Du côté de la Fédération des Cuma, d’autres préoccupations ont été soulevées. Tous les parcellaires, sont-ils accessibles ? Comment gérer le transport des robots ? Et leur partage en Cuma ? Quels freins réglementaires peuvent se poser ? (par exemple pour le travail des outils durant la nuit ou simplement pour traverser une route). Pour les tracteurs autonomes, il s’agit de vérifier la compatibilité des outils attelés… « Il existe déjà, par exemple, des déchaumeurs avec des capteurs de bourrage. Mais comment adapter cette technologie à des tracteurs sans chauffeurs ? Comment faire la liaison avec le robot ? Et il faudra bien sûr programmer des protocoles en cas d’alerte émise par les capteurs sur les outils, afin d’éviter une intervention humaine. »
Confronter la technologie à la réalité du terrain
Pour répondre à ces questions et donc amener peu à peu les robots à se confronter à la réalité du terrain, les Cuma de Normandie et de l’Ouest lancent leur réseau dans une nouvelle phase. Un premier partenariat est ainsi lancé avec AgXeed, le constructeur de robots-tracteurs autonomes (les AgBot).
L’outil sera mis en service auprès d’agriculteurs du réseau, sur le terrain, ce qui permettra d’en mesurer la pertinence, et de déterminer les schémas organisationnels les plus adaptés. « Et bien sûr, nous quantifierons les gains de temps et d’efficacité dans un cadre opérationnel, poursuit Gauthier Savalle.

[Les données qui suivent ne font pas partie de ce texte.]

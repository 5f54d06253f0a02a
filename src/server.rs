// SPDX-FileCopyrightText: Copyright (c) 2018-2025 slowtec GmbH <post@slowtec.de>
// SPDX-License-Identifier: MIT OR Apache-2.0

//! Modbus slave dispatching requests by function code.

use std::{
    collections::HashMap,
    fmt,
    sync::{Arc, Weak},
};

use parking_lot::RwLock;

#[cfg(feature = "rtu")]
use crate::codec::rtu::{Rtu, RtuTransport};
#[cfg(feature = "tcp")]
use crate::codec::tcp::{Mbap, MbapTransport};
use crate::{
    codec::Transport,
    error::Result,
    event::Subscription,
    frame::{Adu, DeviceAddress, Exception, FunctionCode, Pdu, factory::slave},
    protocol::Protocol,
};

/// Computes the response PDU of a request PDU.
pub type Handler = Box<dyn Fn(&Pdu) -> Result<Pdu> + Send + Sync>;

/// Wraps a response PDU into the ADU variant of its request.
pub trait ResponseFactory<F>: Send + Sync {
    fn response(&self, request: &F, pdu: &Pdu) -> Result<F>;
}

impl<F, C> ResponseFactory<F> for C
where
    C: Fn(&F, &Pdu) -> Result<F> + Send + Sync,
{
    fn response(&self, request: &F, pdu: &Pdu) -> Result<F> {
        self(request, pdu)
    }
}

/// Answer with the MBAP header of the request.
#[cfg(feature = "tcp")]
pub fn mbap_response(request: &Mbap, pdu: &Pdu) -> Result<Mbap> {
    Mbap::new(request.header(), pdu)
}

/// Answer with the slave id of the request.
#[cfg(feature = "rtu")]
pub fn rtu_response(request: &Rtu, pdu: &Pdu) -> Result<Rtu> {
    Ok(Rtu::new(request.slave(), pdu))
}

struct Dispatcher<F> {
    device: DeviceAddress,
    handlers: RwLock<HashMap<u8, Handler>>,
    factory: Box<dyn ResponseFactory<F>>,
}

impl<F: Adu> Dispatcher<F> {
    fn respond(&self, request: &F) -> Option<Result<F>> {
        if request.device_address() != self.device {
            trace!(
                "Ignored request for device {}",
                request.device_address()
            );
            return None;
        }
        let pdu = request.pdu();
        let function = FunctionCode::new(pdu.function_code());
        if let Err(err) = pdu.request().check_byte_count() {
            debug!("Rejected request of function {function}: {err}");
            let response = slave::exception(function, Exception::IllegalDataValue.code());
            return Some(response.and_then(|pdu| self.factory.response(request, &pdu)));
        }
        let response = match self.handlers.read().get(&function.value()) {
            Some(handler) => handler(&pdu).or_else(|err| {
                warn!("Handler of function {function} failed: {err}");
                slave::exception(function, Exception::ServerDeviceFailure.code())
            }),
            None => {
                debug!("No handler for function {function}");
                slave::exception(function, Exception::IllegalFunction.code())
            }
        };
        Some(response.and_then(|pdu| self.factory.response(request, &pdu)))
    }
}

/// Answers requests addressed to one device with the handler registered
/// for their function code.
///
/// Requests without a handler are answered with an illegal function
/// exception, failing handlers with a server device failure.
pub struct Server<T: Transport>
where
    T::Frame: Adu,
{
    protocol: Arc<Protocol<T>>,
    dispatcher: Arc<Dispatcher<T::Frame>>,
    subscription: Subscription,
}

impl<T> Server<T>
where
    T: Transport,
    T::Frame: Adu,
{
    pub fn new(
        protocol: Arc<Protocol<T>>,
        device: DeviceAddress,
        factory: impl ResponseFactory<T::Frame> + 'static,
    ) -> Self {
        let dispatcher = Arc::new(Dispatcher {
            device,
            handlers: RwLock::new(HashMap::new()),
            factory: Box::new(factory),
        });
        let subscription = {
            let dispatcher = Arc::clone(&dispatcher);
            let weak = Arc::downgrade(&protocol);
            protocol
                .frame_received()
                .subscribe(move |request: &T::Frame| serve(&weak, &dispatcher, request))
        };
        Self {
            protocol,
            dispatcher,
            subscription,
        }
    }

    pub const fn protocol(&self) -> &Arc<Protocol<T>> {
        &self.protocol
    }

    #[must_use]
    pub fn device(&self) -> DeviceAddress {
        self.dispatcher.device
    }

    /// Register the handler of `function`, replacing a previous one.
    pub fn register<H>(&self, function: FunctionCode, handler: H)
    where
        H: Fn(&Pdu) -> Result<Pdu> + Send + Sync + 'static,
    {
        self.dispatcher
            .handlers
            .write()
            .insert(function.value(), Box::new(handler));
    }

    /// The response to `request`, or `None` if it is addressed to another
    /// device.
    pub fn respond(&self, request: &T::Frame) -> Option<Result<T::Frame>> {
        self.dispatcher.respond(request)
    }
}

#[cfg(feature = "tcp")]
impl Server<MbapTransport> {
    pub fn mbap(protocol: Arc<Protocol<MbapTransport>>, unit_id: DeviceAddress) -> Self {
        Self::new(protocol, unit_id, mbap_response)
    }
}

#[cfg(feature = "rtu")]
impl Server<RtuTransport> {
    pub fn rtu(protocol: Arc<Protocol<RtuTransport>>, slave: DeviceAddress) -> Self {
        Self::new(protocol, slave, rtu_response)
    }
}

fn serve<T>(
    protocol: &Weak<Protocol<T>>,
    dispatcher: &Dispatcher<T::Frame>,
    request: &T::Frame,
) where
    T: Transport,
    T::Frame: Adu,
{
    let Some(protocol) = protocol.upgrade() else {
        return;
    };
    match dispatcher.respond(request) {
        None => {}
        Some(Ok(response)) => {
            // a failed send is published by the protocol
            let _ = protocol.send(&response);
        }
        Some(Err(err)) => {
            warn!("Failed to build response: {err}");
            protocol.errors().publish(err);
        }
    }
}

impl<T> Drop for Server<T>
where
    T: Transport,
    T::Frame: Adu,
{
    fn drop(&mut self) {
        self.protocol.frame_received().unsubscribe(self.subscription);
    }
}

impl<T> fmt::Debug for Server<T>
where
    T: Transport,
    T::Frame: Adu,
{
    fn fmt(&self, f: &mut fmt::Formatter<'_>) -> fmt::Result {
        f.debug_struct("Server")
            .field("device", &self.dispatcher.device)
            .field("functions", &self.dispatcher.handlers.read().len())
            .finish_non_exhaustive()
    }
}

Notamment pour mesurer le temps consacré à la surveillance – nécessaire ou non - du robot. Tout le monde n’est peut-être pas prêt à laisser un robot tourner tout seul dans ses champs… »•
Un robot ou des robots ?
Si les premiers robots des champs comme le Farmdroïd sont totalement autonomes, les constructeurs travaillent désormais à séparer la traction de l'outil. C'est ce qui a conduit Amazone à entrer au capital de la start-up AgXeed et à pousser son déchaumeur Cenio vers une totale autonomie. En effet, le système AutoTill, règle le déchaumeur automatiquement tout en assurant une surveillance des fonctions de la machine, grâce à une liaison Isobus. Un système qui, a minima, permet une bonne information du chauffeur et qui peut être poussé à son maximum combiné à un AgBot. AutoTill va en effet gérer tous ses réglages seul et, en cas de problème, indiquer au robot la façon de le résoudre.